ゾナー5cm f:1.5
ゾナーという輝く太陽をその名に使った魅力的なレンズは昭和の始めにツァイスの天才ベルテレ博士により発明されました。その名は遠いドイツのゾントホーフェン市に由来を持つともいいます。
今日において35ミリカメラは、戦前においてすでにバード少将の南極探検やピカール博士の成層圏研究に貢献したように万能カメラとしてその位置を確固たるものとしています。
しかしどんな万能カメラといえども夜の闇を征服することはツァイスの偉大なる科学力を結集したこのゾナーなしにはできないのです。
現在からすると驚くべきことですが、この当時はISO25(DIN10-15)程度が高感度フィルムでした。
その明るさは闇を照らし新たなる写真の可能性を開いたように思われます。
有名なライカ・コンタックス論争を招いたK・K・Kという人物(月刊ライカ等のアルス出版で記事を書いていた佐和九朗氏と言われます)がそのアサヒカメラの比較記事に併載した道頓堀の夜の情景写真はこのゾナーf1.5、1/10秒にて撮影されてありその大口径の明るさの威力を誇示しています。
この度、わたしは東京のある人の協力により地下鉄表参道駅の付近でこの高名なる焦点距離5cm・f1.5ゾナーの二つの型を試すことができました。
こういった機会を得たことはツァイスファンとしてはとてもうれしいことです。
クローム・コンタックスの円を削ったクロームの堅牢なるボディーは以前のブラックボディーに負けず、F・L・ライト設計の帝国ホテルのような新時代のモダンな輝きを秘めて見えます。
しかしながらAEもなく全てマニュアルで行なう操作は大変なものということを再認識させ、わたしを少なからず当惑させたのです。
もしわたしに知識があれば、フィルムバックの取り外しや精密なレンジファインダーまたはバヨネットマウントを学術的に詳述すればかなり厚い本ができるでしょうし、興味深いかもしれません。しかし紙面の関係もあり、ここでは単にその写真を掲載するに留めておきましょう。

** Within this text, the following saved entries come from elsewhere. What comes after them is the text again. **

//! A sliding-window time table and the rate controllers built on it.
//!
//! The crate answers three questions about a stream of weighted events:
//! how much has happened recently, how much more may happen now, and how
//! long until more is allowed.
//!
//! # Quick Start
//!
//! ```rust
//! use rate_window_core::limiters::{AcquireOptions, RateLimit};
//!
//! // 100 units per 1000 ticks
//! let mut limit = RateLimit::new(100, 1000).unwrap();
//!
//! // Try to acquire 60 units at tick 0, then 60 more at tick 10
//! assert_eq!(limit.acquire_at(0, 60, AcquireOptions::WAIT), Ok(0));
//! match limit.acquire_at(10, 60, AcquireOptions::WAIT) {
//!     Ok(0) => println!("Request allowed"),
//!     Ok(wait) => println!("Retry in {} ticks", wait), // 991
//!     Err(e) => println!("Request denied: {}", e),
//! }
//! ```
//!
//! # Building Blocks
//!
//! ## [Time Table](TimeTable)
//! An ordered collection of `(tick, amount)` entries with a running sum.
//! [`RingBufferTimeTable`] implements it on a growable circular array:
//! ```rust
//! # use rate_window_core::{RingBufferTimeTable, TimeTable};
//! let mut table = RingBufferTimeTable::new(4, 8).unwrap();
//! table.add_entry(5, 10).unwrap();
//! assert_eq!(table.current_sum(), 5);
//! ```
//!
//! ## [Rate Counter](limiters::RateCounter)
//! Reports how many calls happened during the trailing window:
//! ```rust
//! # use rate_window_core::limiters::RateCounter;
//! let counter = RateCounter::new(1000).unwrap();
//! ```
//!
//! ## [Rate Limit](limiters::RateLimit)
//! Admission control over a rolling window, with reservation of future capacity:
//! ```rust
//! # use rate_window_core::limiters::RateLimit;
//! let limit = RateLimit::new(100, 1000).unwrap(); // 100 units per second
//! ```
//!
//! ## [Tick Limit](limiters::TickLimit)
//! Spaces a bounded number of events evenly across the window:
//! ```rust
//! # use rate_window_core::limiters::TickLimit;
//! let pacer = TickLimit::new(10, 1000).unwrap(); // one tick every ~100ms
//! ```
//!
//! # Core Concepts
//!
//! ## Time Representation
//! Time is an abstract [`Tick`] read from a [`Clock`](clock::Clock). The
//! default [`SystemClock`](clock::SystemClock) counts milliseconds; tests use
//! [`ManualClock`](clock::ManualClock). Clocks must never go backwards.
//!
//! ## Error Handling
//! Table operations return [`TimeTableError`], controllers return
//! [`LimitError`]. A failed call leaves every data structure as it was.
//!
//! ## Thread Safety
//! Nothing in this crate locks. Tables and controllers are single-writer and
//! take `&mut self`; wrap them in a `Mutex` to share them.

pub mod clock;
pub mod config;
pub mod error;
pub mod limiters;
pub mod tables;
pub mod time_table;
pub mod types;

pub use error::{LimitError, Result, TimeTableError};
pub use tables::RingBufferTimeTable;
pub use time_table::{TimePeriodInfo, TimeTable, TimeTableEntry};
pub use types::{Amount, Tick};
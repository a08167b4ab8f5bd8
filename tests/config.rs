use rate_window_core::config::{RateCounterConfig, RateLimitConfig, TickLimitConfig, TimeTableConfig};
use rate_window_core::limiters::{RateCounter, RateLimit, TickLimit};
use rate_window_core::{LimitError, RingBufferTimeTable, TimeTableError};

#[test]
fn test_table_config_defaults() {
    let config: TimeTableConfig = serde_json::from_str("{}").unwrap();
    assert_eq!(config, TimeTableConfig::default());
    assert_eq!(config.resolved_max_buffer_size(), 4096);

    let table = RingBufferTimeTable::try_from(config).unwrap();
    assert_eq!(table.current_buffer_size(), 64);
    assert_eq!(table.max_buffer_size(), 4096);
}

#[test]
fn test_table_config_derives_max_from_buffer_size() {
    let config: TimeTableConfig = serde_json::from_str(r#"{"buffer_size": 16}"#).unwrap();
    assert_eq!(config.resolved_max_buffer_size(), 1024);

    let config: TimeTableConfig =
        serde_json::from_str(r#"{"buffer_size": 16, "max_buffer_size": 32}"#).unwrap();
    assert_eq!(config, TimeTableConfig::new(16, 32));
}

#[test]
fn test_invalid_table_config() {
    let config = TimeTableConfig::new(8, 4);
    assert_eq!(
        RingBufferTimeTable::try_from(config).unwrap_err(),
        TimeTableError::InvalidConfig { buffer_size: 8, max_buffer_size: 4 }
    );
}

#[test]
fn test_rate_limit_config() {
    let config: RateLimitConfig = serde_json::from_str(r#"{"amount": 100}"#).unwrap();
    assert_eq!(config.period, 1000);
    assert_eq!(config.table, TimeTableConfig::default());

    let limit: RateLimit = config.try_into().unwrap();
    assert_eq!(limit.amount(), 100);
    assert_eq!(limit.period(), 1000);

    // amount has no default
    assert!(serde_json::from_str::<RateLimitConfig>("{}").is_err());
}

#[test]
fn test_rate_limit_config_with_bad_table() {
    let config: RateLimitConfig =
        serde_json::from_str(r#"{"amount": 10, "table": {"buffer_size": 1}}"#).unwrap();
    let result: Result<RateLimit, _> = config.try_into();
    assert!(matches!(
        result,
        Err(LimitError::Table(TimeTableError::InvalidConfig { buffer_size: 1, .. }))
    ));
}

#[test]
fn test_rate_counter_config() {
    let config: RateCounterConfig = serde_json::from_str(r#"{"period": 250}"#).unwrap();
    let counter: RateCounter = config.try_into().unwrap();
    assert_eq!(counter.period(), 250);

    let config = RateCounterConfig {
        period: -1,
        ..RateCounterConfig::default()
    };
    let result: Result<RateCounter, _> = config.try_into();
    assert!(result.is_err());
}

#[test]
fn test_tick_limit_config() {
    let config: TickLimitConfig =
        serde_json::from_str(r#"{"amount": 10, "period": 60000, "table": {"buffer_size": 4}}"#)
            .unwrap();
    let limit: TickLimit = config.try_into().unwrap();
    assert_eq!(limit.amount(), 10);
    assert_eq!(limit.period(), 60000);

    let config = TickLimitConfig {
        amount: 0,
        ..TickLimitConfig::default()
    };
    let result: Result<TickLimit, _> = config.try_into();
    assert_eq!(
        result.unwrap_err(),
        LimitError::InvalidConfig("amount must be greater than 0")
    );
}

#[test]
fn test_config_round_trip_omits_derived_max() {
    let json = serde_json::to_string(&RateLimitConfig::default()).unwrap();
    assert_eq!(json, r#"{"amount":1,"period":1000,"table":{"buffer_size":64}}"#);
}
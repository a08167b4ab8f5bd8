//! Injectable time sources for the rate controllers.
//!
//! Controllers never read the system time directly; they ask a [`Clock`].
//! A clock must be non-decreasing across calls. A clock that goes backwards is
//! reported as [`TimeTableError::ExpiredTick`](crate::TimeTableError::ExpiredTick)
//! the next time an entry is recorded.

use std::sync::atomic::{AtomicI64, Ordering};
use std::sync::Arc;
use std::thread;
use std::time::{Duration, Instant};

use crate::types::Tick;

/// A monotonic source of integer ticks.
pub trait Clock {
    /// The current tick.
    fn now(&self) -> Tick;

    /// Blocks the calling thread for `ticks`. The default treats one tick as
    /// one millisecond. Non-positive values return immediately.
    fn sleep(&self, ticks: Tick) {
        if ticks > 0 {
            thread::sleep(Duration::from_millis(ticks as u64));
        }
    }
}

impl<F> Clock for F
where
    F: Fn() -> Tick,
{
    #[inline]
    fn now(&self) -> Tick {
        self()
    }
}

/// Milliseconds elapsed since the clock was created, read from [`Instant`].
#[derive(Debug, Clone, Copy)]
pub struct SystemClock {
    origin: Instant,
}

impl SystemClock {
    pub fn new() -> Self {
        Self {
            origin: Instant::now(),
        }
    }
}

impl Default for SystemClock {
    fn default() -> Self {
        Self::new()
    }
}

impl Clock for SystemClock {
    #[inline]
    fn now(&self) -> Tick {
        Tick::try_from(self.origin.elapsed().as_millis()).unwrap_or(Tick::MAX)
    }
}

/// A clock that only moves when told to.
///
/// Clones share the same time, so a test can keep one handle and give another
/// to a controller. [`sleep`](Clock::sleep) advances the time instead of
/// blocking, which makes pacing behavior observable without real waits.
///
/// ```rust
/// use rate_window_core::clock::{Clock, ManualClock};
///
/// let clock = ManualClock::new(100);
/// let shared = clock.clone();
/// clock.advance(50);
/// assert_eq!(shared.now(), 150);
/// shared.sleep(25);
/// assert_eq!(clock.now(), 175);
/// ```
#[derive(Debug, Clone, Default)]
pub struct ManualClock {
    tick: Arc<AtomicI64>,
}

impl ManualClock {
    pub fn new(start: Tick) -> Self {
        Self {
            tick: Arc::new(AtomicI64::new(start)),
        }
    }

    /// Jumps to `tick`. Moving backwards is allowed here, but the controllers
    /// will reject the next entry recorded at an earlier tick.
    pub fn set(&self, tick: Tick) {
        self.tick.store(tick, Ordering::SeqCst);
    }

    /// Moves the clock forward by `ticks`.
    pub fn advance(&self, ticks: Tick) {
        self.tick.fetch_add(ticks, Ordering::SeqCst);
    }
}

impl Clock for ManualClock {
    #[inline]
    fn now(&self) -> Tick {
        self.tick.load(Ordering::SeqCst)
    }

    fn sleep(&self, ticks: Tick) {
        if ticks > 0 {
            self.advance(ticks);
        }
    }
}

記事に戦前型とあるのはツァイス分断前の生産、戦後型とあるのはツァイス分断後の西側生産によるものです。戦後型はTコート(単層コーティング)されています。フィルムはカラーと白黒のそれぞれに最新最高のプロビアFとアクロスを使用しています。
その写りを見るとわたしは改めて驚きを隠せません。
特に戦後型においては現在のレンズに決して劣るものではなく、戦前型においてもその高次の収差補正は驚くに値するものと言えましょう。逆に言えば現在の進歩したフィルム技術のおかげでようやく現在になってその性能を全て引き出すことができたものと言えるかもしれません。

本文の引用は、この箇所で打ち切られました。